For example, let’s say we want to generate a voter in a precinct, and the random number generator returns 5.7 for that voter’s gap. Since this is the first voter we generate, their arrival time will be 5.7, and we advance the precinct’s current time from 0 to 5.7. We then generate another voter, and the random number generator returns 2.4 for the voter’s gap. This means that this second voter arrives 2.4 minutes after the previous voter, so the second voter’s arrival time will be 8.1 (5.7 + 2.4) and we advance the precinct’s current time to 8.1.

Voting Duration

When we generate a voter, we also need to assign a voting duration to that voter. The voting duration also follows a Poisson process so you will draw the voter’s voting duration from the exponential distribution using the specified voting duration rate as \(\lambda\).

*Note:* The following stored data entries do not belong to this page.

//! # gmm - Gaussian Mixture Models
//!
//! Fits a Gaussian Mixture Model to a dense dataset of real-valued vectors
//! with Expectation-Maximization. The E-step, which dominates the cost, is
//! split into fixed-size shards and run on a reusable pool of workers; the
//! partial statistics are merged in shard order, so results do not depend on
//! the number of workers.
//!
//! ## Key Features
//!
//! - **Diagonal and full covariances**, evaluated in the log domain
//! - **Concurrent E-step** on a fixed rayon thread pool
//! - **Degenerate component recovery** and variance flooring
//! - **k-means++ seeding**, restarts and warm starts
//! - **Text dump and binary snapshot** persistence
//!
//! ## Quick Start
//!
//! ```rust,ignore
//! use gmm::{Config, Gmm};
//!
//! let mut config = Config::default();
//! config.model.n_components = 3;
//! config.trainer.concurrency = 4;
//! config.trainer.seed = Some(42);
//!
//! let mut model = Gmm::from_config(&config)?;
//! model.fit(&data)?;
//!
//! println!("log-likelihood: {:?}", model.final_log_likelihood());
//! model.dump(&mut std::io::stdout())?;
//! ```
//!
//! ## Architecture
//!
//! - [`gaussian`] - Multivariate normal densities and covariance types
//! - [`gmm`] - Mixture parameters and the public fit/evaluate contract
//! - [`trainer`] - EM trainer and its lifecycle
//! - [`stats`] - Sufficient statistics produced by the E-step
//! - [`pool`] - Sharded map-reduce executors
//! - [`storage`] - Model dump and snapshot formats
//! - [`dataset`] - Dataset files and sparse conversion
//! - [`synth`] - Synthetic datasets

#![warn(missing_docs)]
#![warn(clippy::all)]

pub mod config;
pub mod dataset;
pub mod error;
pub mod gaussian;
pub mod gmm;
pub mod pool;
pub mod rng;
pub mod stats;
pub mod storage;
pub mod synth;
pub mod trainer;

// Re-export commonly used types
pub use config::{Config, ConvergenceMode, Initialization, ModelConfig, TrainerConfig};
pub use error::{GmmError, Result};
pub use gaussian::{Covariance, CovarianceType, Gaussian};
pub use gmm::{Component, Gmm, Mixture};
pub use pool::{MapReduce, Sequential, WorkerPool};
pub use rng::Random;
pub use stats::SufficientStats;
pub use trainer::{EmTrainer, FitReport, Trainer, TrainerState};

/// Library version.
pub const VERSION: &str = env!("CARGO_PKG_VERSION");
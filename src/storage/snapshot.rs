//! Binary model snapshots.
//!
//! ## Layout
//!
//! - Magic number (4 bytes): "GMMS"
//! - Version (2 bytes, little endian)
//! - bincode-encoded [`ModelRecord`]

use crate::error::{GmmError, Result};
use crate::gaussian::{Covariance, CovarianceType, Gaussian};
use crate::gmm::{Component, Mixture};
use serde::{Deserialize, Serialize};
use std::fs::File;
use std::io::{BufReader, BufWriter, Read, Write};
use std::path::Path;

/// Magic number for snapshot files.
const MAGIC: &[u8; 4] = b"GMMS";

/// Current snapshot version.
const VERSION: u16 = 1;

/// Serializable form of a fitted mixture.
#[derive(Debug, Clone, PartialEq, Serialize, Deserialize)]
pub struct ModelRecord {
    /// Covariance parameterization.
    pub covariance_type: CovarianceType,
    /// Sample dimension.
    pub dim: usize,
    /// One record per component.
    pub components: Vec<ComponentRecord>,
}

/// Serializable form of one component.
#[derive(Debug, Clone, PartialEq, Serialize, Deserialize)]
pub struct ComponentRecord {
    /// Mixture weight.
    pub weight: f64,
    /// Mean vector.
    pub mean: Vec<f64>,
    /// Variances (diagonal) or row-major matrix (full).
    pub covariance: Vec<f64>,
}

impl ModelRecord {
    /// Captures the parameters of a fitted mixture.
    pub fn from_mixture(mixture: &Mixture) -> Result<Self> {
        let dim = mixture.dim().filter(|_| mixture.is_fitted()).ok_or(GmmError::NotFitted)?;
        let components = mixture
            .components()
            .iter()
            .map(|c| ComponentRecord {
                weight: c.weight,
                mean: c.gaussian.mean().to_vec(),
                covariance: c.gaussian.covariance().values().to_vec(),
            })
            .collect();

        Ok(Self {
            covariance_type: mixture.covariance_type(),
            dim,
            components,
        })
    }

    /// Rebuilds and validates the mixture.
    pub fn into_mixture(self) -> Result<Mixture> {
        let covariance_type = self.covariance_type;
        let dim = self.dim;
        let components = self
            .components
            .into_iter()
            .map(|c| {
                if c.mean.len() != dim {
                    return Err(GmmError::DimensionMismatch { expected: dim, found: c.mean.len() });
                }
                let covariance = Covariance::from_values(covariance_type, dim, c.covariance)?;
                Ok(Component::new(c.weight, Gaussian::new(c.mean, covariance)?))
            })
            .collect::<Result<Vec<_>>>()?;

        Mixture::from_components(covariance_type, components)
    }
}

/// Writes a binary snapshot of `mixture` to `path`.
pub fn save_snapshot<P: AsRef<Path>>(mixture: &Mixture, path: P) -> Result<()> {
    let record = ModelRecord::from_mixture(mixture)?;

    let file = File::create(path)?;
    let mut writer = BufWriter::new(file);
    writer.write_all(MAGIC)?;
    writer.write_all(&VERSION.to_le_bytes())?;
    bincode::serialize_into(&mut writer, &record)?;
    writer.flush()?;
    Ok(())
}

/// Reads a binary snapshot written by [`save_snapshot`].
pub fn load_snapshot<P: AsRef<Path>>(path: P) -> Result<Mixture> {
    let file = File::open(path)?;
    let mut reader = BufReader::new(file);

    let mut header = [0u8; 6];
    reader.read_exact(&mut header)?;
    if &header[0..4] != MAGIC {
        return Err(GmmError::InvalidModel("Invalid magic number".to_string()));
    }
    let version = u16::from_le_bytes([header[4], header[5]]);
    if version > VERSION {
        return Err(GmmError::InvalidModel(format!("Unsupported snapshot version: {}", version)));
    }

    let record: ModelRecord = bincode::deserialize_from(&mut reader)?;
    record.into_mixture()
}

#[cfg(test)]
mod tests {
    use super::*;
    use tempfile::tempdir;

    fn mixture() -> Mixture {
        Mixture::from_components(
            CovarianceType::Diagonal,
            vec![
                Component::new(0.4, Gaussian::diagonal(vec![0.5, -0.5], vec![0.2, 0.3]).unwrap()),
                Component::new(0.6, Gaussian::diagonal(vec![3.0, 3.0], vec![1.0, 1.0]).unwrap()),
            ],
        )
        .unwrap()
    }

    #[test]
    fn test_snapshot_roundtrip() {
        let dir = tempdir().unwrap();
        let path = dir.path().join("model.gmm");

        let original = mixture();
        save_snapshot(&original, &path).unwrap();
        let loaded = load_snapshot(&path).unwrap();
        assert_eq!(loaded, original);
    }

    #[test]
    fn test_bad_magic() {
        let dir = tempdir().unwrap();
        let path = dir.path().join("bogus.gmm");
        std::fs::write(&path, b"NOPE\x01\x00rest").unwrap();
        assert!(matches!(load_snapshot(&path), Err(GmmError::InvalidModel(_))));
    }

    #[test]
    fn test_record_rejects_inconsistent_dimension() {
        let mut record = ModelRecord::from_mixture(&mixture()).unwrap();
        record.components[1].mean.push(0.0);
        assert!(record.into_mixture().is_err());
    }
}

Task 1: Creating data files

First, you will create the data files used throughout this assignment. Currently, the entire precinct data set is stored in a CSV file. However, as you will see, it will be easier to work with the data if it is stored in separate JSON files, one for each precinct. In this task, you will create these JSON files, which will have the form described in the “Precinct Configuration” section above.

Complete the function precincts_to_json in process_data.py. This function takes the name of the CSV file containing precinct data, and the name of the directory in which to store the JSON files.

In this function, you will need to:

  • Open the CSV file and load the data,

  • Clean the data (described below), and

  • Create a number of JSON files, one for each row of the input CSV file (also described below)

Now might be a good time to review the “Working with Data” chapter of the book. We have also uploaded an extra video about JSON files to Canvas under the “Panopto” tab to help you get started.

Cleaning the data

Often, real-world data sets are messy. There can be values missing from the data, they can contain extraneous information, or have important information missing. Open data/precincts.csv and you will notice some of these issues.

After loading the CSV data (we recommend using the DictReader class to read the data into a list of dictionaries), you will need to process and clean the data.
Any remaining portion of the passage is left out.